Cecilia Corneillie, die niet onder indruk leek van de gewelddadige dood van Firmin Vandevijver, werd de daaropvolgende dagen 29 keer verhoord. Ze diste wel zeven verschillende versies op. “Misschien heeft de vriend van mijn dochter het gedaan? Of leerlingen van school, die het niet voor Firmin hadden?” Haar verhalen raakten geen kant. Tegenstrijdigheden in haar verklaringen drongen haar uiteindelijk met de rug tegen de muur. Zes dagen na het nachtelijk bloedbad gaf ze toe de schuldige te zijn. Later trok ze haar bekentenis weer in.

Cecilia Corneillie en Firmin Vandevijver leerden elkaar in 1970 kennen aan het KTA in St.-Michiels-Brugge. Zij was er lerares Nederlands-geschiedenis, hij praktijkleraar mechanica. Wel kon hij nauwelijks verstoppen dat hij een zwak voor vrouwelijk schoon had. De schooldirectie had nochtans niets aan te merken. Beiden stonden als plichtsbewuste en gedreven leerkrachten aangeschreven.

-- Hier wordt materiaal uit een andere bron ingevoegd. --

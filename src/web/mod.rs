//! Web layer - HTML routes
//!
//! Every page is server rendered. Handlers receive a [`RequestContext`] (or
//! one of its gated variants) that owns the request's transaction.

pub mod context;
pub mod error;
pub mod handlers;
pub mod render;
pub mod session;
pub mod state;

use axum::extract::DefaultBodyLimit;
use axum::routing::{get, post};
use axum::Router;
use tower_http::services::ServeDir;
use tower_http::trace::TraceLayer;

pub use context::{AdminContext, RequestContext, UserContext};
pub use error::{AppError, AppResult};
pub use state::AppState;

use handlers::{auth, comments, home, posts, tags, users};

/// Room for the text fields sent alongside an image
const FORM_OVERHEAD: usize = 1024 * 1024;

/// Build the complete router
pub fn build_router(state: AppState) -> Router {
    let body_limit = usize::try_from(state.config.upload.max_file_size)
        .unwrap_or(usize::MAX)
        .saturating_add(FORM_OVERHEAD);
    let uploads = ServeDir::new(&state.config.upload.path);

    Router::new()
        .route("/", get(home::index))
        // Session
        .route("/login", get(auth::login_form).post(auth::login))
        .route("/logout", get(auth::logout))
        .route("/auth/github", get(auth::github_start))
        .route("/auth/github/callback", get(auth::github_callback))
        // Users
        .route("/users", get(users::index).post(users::create))
        .route("/users/new", get(users::new_form))
        .route(
            "/users/{user_id}",
            get(users::show)
                .put(users::update)
                .post(users::update)
                .delete(users::destroy),
        )
        .route("/users/{user_id}/edit", get(users::edit))
        .route("/users/{user_id}/delete", post(users::destroy))
        // Posts
        .route("/posts", get(posts::index))
        .route("/posts/create", get(posts::new_form).post(posts::create))
        .route("/posts/edit/{pid}", get(posts::edit).post(posts::update))
        .route("/posts/delete/{pid}", get(posts::destroy))
        .route("/posts/detail/{pid}", get(posts::detail))
        // Tags
        .route("/tags/list", get(tags::index))
        .route("/tags/create", get(tags::new_form).post(tags::create))
        .route("/tags/show/{tag}", get(tags::show))
        .route("/tags/delete/{tag}", get(tags::destroy))
        // Comments
        .route("/comments/create/{pid}", post(comments::create))
        .route("/comments/edit", get(comments::edit).post(comments::update))
        .route("/comments/delete", get(comments::destroy))
        .nest_service("/uploads", uploads)
        .layer(DefaultBodyLimit::max(body_limit))
        .layer(TraceLayer::new_for_http())
        .with_state(state)
}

Al gauw kwam het tussen de twee collega’s tot een passionele relatie. De vonken sprongen er af. Cecilia Corneillie verliet haar man en nam haar intrek in het appartement in Oostende. In november 1991 trok Firmin Vandevijver bij haar in, maar bleef evenwel contact houden met zijn eerste vrouw. De laatste maanden dat Cecilia en Firmin samen waren, kwam er toch sleet op de relatie. Cecilia Corneillie kon het moeilijk aan dat Firmin Vandevijver (“dien dikke profiteur”) nauwelijks tussenkwam in de kosten voor levensonderhoud, hij niet brak met zijn echtgenote en een slechte relatie had met haar inwonende dochter van 21 jaar. Ze leefden in feite al naast elkaar. Enkel hun seksuele relatie hield hen nog bij elkaar.

Moeras

Voor Cecilia Corneillie opende de ontmoeting met een vroegere jeugdliefde voor haar nieuwe toekomstperspectieven. Maar Firmin Vandevijver stond in de weg. Zij moest van hem af. Aanvankelijk ging ze hem op een sluwe en geraffineerde manier zwart maken op school, bij vrienden en kennissen. Firmin Vandevijver wou niet wijken. Hij was zelfs bereid definitief met zijn echtgenote te breken en voortaan zijn loon niet meer aan haar af te geven zoals hij tot dan deed. Het plan om hem op min of meer elegante manier buiten te krijgen, sloeg niet aan. Cecilia Corneillie greep in een moment van zwakte naar totaal andere middelen…

De bekende assisenverslaggever Gust Verwerft verwoordde het zo: “Binnen de driehoek, gevormd door flierefluiter Firmin, de levensblije, gelukkig gescheiden Cecilia en haar rebelse dochter lag een moeras waarin een van de drie moest tenonder gaan. Het werd Firmin.”